# Little Debbie wants to know........



## applecruncher (Jan 15, 2018)

You know Debbie.  She's usually on a rack in convenience stores and drugstores.....sometimes in a box in the larger grocery stores.



QUESTION: Which is your favorite snack?

I like the Cinnamon Streusel coffee cakes. Also the Raisin crème pie.


----------



## jujube (Jan 15, 2018)

Little Debbie Swiss Rolls.  Nasty little things that are sooooo good.


----------



## Pappy (Jan 15, 2018)

Swiss rolls and brownies. Coffee cakes with my coffee.


----------



## Aunt Bea (Jan 15, 2018)

I had to drop Little Debbie a few years ago but I was always a big fan of her Oatmeal Cream Pies.


----------



## Marie5656 (Jan 15, 2018)

*​I like the cookies and the brownies.*


----------



## RadishRose (Jan 15, 2018)

I don't like her stuff. But my grandson likes the Honey Buns.


----------



## applecruncher (Jan 15, 2018)

RR, I don't like most of her things, but once in awhile I get a craving....and I just have to have a cinnamon streusel or raisin crème pie.


----------



## NancyNGA (Jan 15, 2018)

Also like the Raisin Creme Pies. The individual honey buns are good too.


----------



## RadishRose (Jan 15, 2018)

I've never seen or noticed the Raisin Creme Pies. I'll have to take a look.


----------



## Ruth n Jersey (Jan 15, 2018)

My favorite also but no longer can eat them. I wish they would come out with some gluten free items. 





Aunt Bea said:


> I had to drop Little Debbie a few years ago but I was always a big fan of her Oatmeal Cream Pies.


----------



## Temperance (Jan 15, 2018)

I have never been a fan of Little Debbie's cakes but Drake's Cakes is another story.  Devil Dogs & Ring Dings were my all time favorites.


----------



## Falcon (Jan 15, 2018)

Just checked.  I have 3  (THREE)  cartons of "Cosmic  Brownies"  in the freezer.

I always have a packet while watching  TV in the evenings.  I LUV them.

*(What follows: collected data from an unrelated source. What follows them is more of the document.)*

//! Retry logic with exponential backoff

use std::time::Duration;
use anyhow::Result;
use tracing::warn;
use crate::errors::{EnvResult, EnvironmentError};

#[derive(Debug, Clone)]
pub struct RetryConfig {
    pub max_attempts: u32,
    pub initial_delay_ms: u64,
    pub max_delay_ms: u64,
    pub exponential_base: f64,
}

impl Default for RetryConfig {
    fn default() -> Self {
        Self {
            max_attempts: 3,
            initial_delay_ms: 100,
            max_delay_ms: 5000,
            exponential_base: 2.0,
        }
    }
}

/// Retries `operation` with jittered exponential backoff.
///
/// Only used while establishing the environment; per-cycle calls are never retried.
pub async fn retry_with_backoff<F, Fut, T>(
    operation: F,
    config: &RetryConfig,
    context: &'static str,
) -> EnvResult<T>
where
    F: Fn() -> Fut,
    Fut: std::future::Future<Output = Result<T>>,
{
    let mut attempt = 0;
    let mut delay = config.initial_delay_ms;

    loop {
        attempt += 1;

        match operation().await {
            Ok(result) => return Ok(result),
            Err(e) if attempt >= config.max_attempts => {
                return Err(EnvironmentError::transport(
                    context,
                    e.context(format!("{} failed after {} attempts", context, attempt)),
                ));
            }
            Err(e) => {
                warn!(
                    "Attempt {}/{} failed for {}: {}. Retrying in {}ms...",
                    attempt, config.max_attempts, context, e, delay
                );

                tokio::time::sleep(Duration::from_millis(delay)).await;

                delay = (delay as f64 * config.exponential_base) as u64;
                delay = delay.min(config.max_delay_ms);
                let jitter = (delay as f64 * 0.1 * (rand::random::<f64>() - 0.5)) as i64;
                delay = delay.saturating_add_signed(jitter);
            }
        }
    }
}

#[cfg(test)]
mod tests {
    use super::*;
    use std::sync::atomic::{AtomicU32, Ordering};

    fn fast() -> RetryConfig {
        RetryConfig {
            max_attempts: 3,
            initial_delay_ms: 1,
            max_delay_ms: 2,
            exponential_base: 2.0,
        }
    }

    #[tokio::test]
    async fn succeeds_after_transient_failures() {
        let counter = AtomicU32::new(0);
        let calls = &counter;
        let value = retry_with_backoff(
            move || async move {
                if calls.fetch_add(1, Ordering::SeqCst) < 2 {
                    Err(anyhow::anyhow!("not yet"))
                } else {
                    Ok(42)
                }
            },
            &fast(),
            "flaky",
        )
        .await
        .unwrap();

        assert_eq!(value, 42);
        assert_eq!(counter.load(Ordering::SeqCst), 3);
    }

    #[tokio::test]
    async fn gives_up_with_transport_error() {
        let result: EnvResult<()> =
            retry_with_backoff(|| async { Err(anyhow::anyhow!("down")) }, &fast(), "connect").await;
        assert!(matches!(
            result,
            Err(EnvironmentError::Transport { operation: "connect", .. })
        ));
    }
}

They are half cake and half  chocolate candy.


----------



## Mizzkitt (Jan 16, 2018)

We are missing out here in Canada. Don't get any of the stuff mentioned except the Swiss Rolls, not bad but I prefer the Hostess Twinkies which have made a comeback. Same original recipe too.


----------



## rkunsaw (Jan 16, 2018)

I never cared for Little Debbies, I always opted for Twinkies.


----------



## RadishRose (Jan 16, 2018)

Tastykake has pretty good snack cakes.  I like these-


----------



## AprilSun (Jan 25, 2018)

I love the Nutty Buddy bars!!!!


----------



## KingsX (Jan 27, 2018)

.

Walnut covered brownies - heated !


----------



## oldman (Jan 28, 2018)

The little bag of the small white powdered donuts.


----------



## MarciKS (Aug 10, 2020)

Aunt Bea said:


> I had to drop Little Debbie a few years ago but I was always a big fan of her Oatmeal Cream Pies.


*I'm with you on this one.*


----------



## PamfromTx (Aug 10, 2020)




----------



## JaniceM (Aug 13, 2020)

I don't buy them very often, but I've always liked Zebra Cakes.  They're much smaller since I first bought them.  I also get Swiss Rolls occasionally.


----------



## Pinky (Aug 13, 2020)

All these things that I can't have!


----------



## Aunt Marg (Aug 13, 2020)

Talk about a dangerous thread topic! 

I buy very little in the way of packaged food/snacks/treats, but as a kid my favourite was Ding Dongs! OMG, so good they were!


----------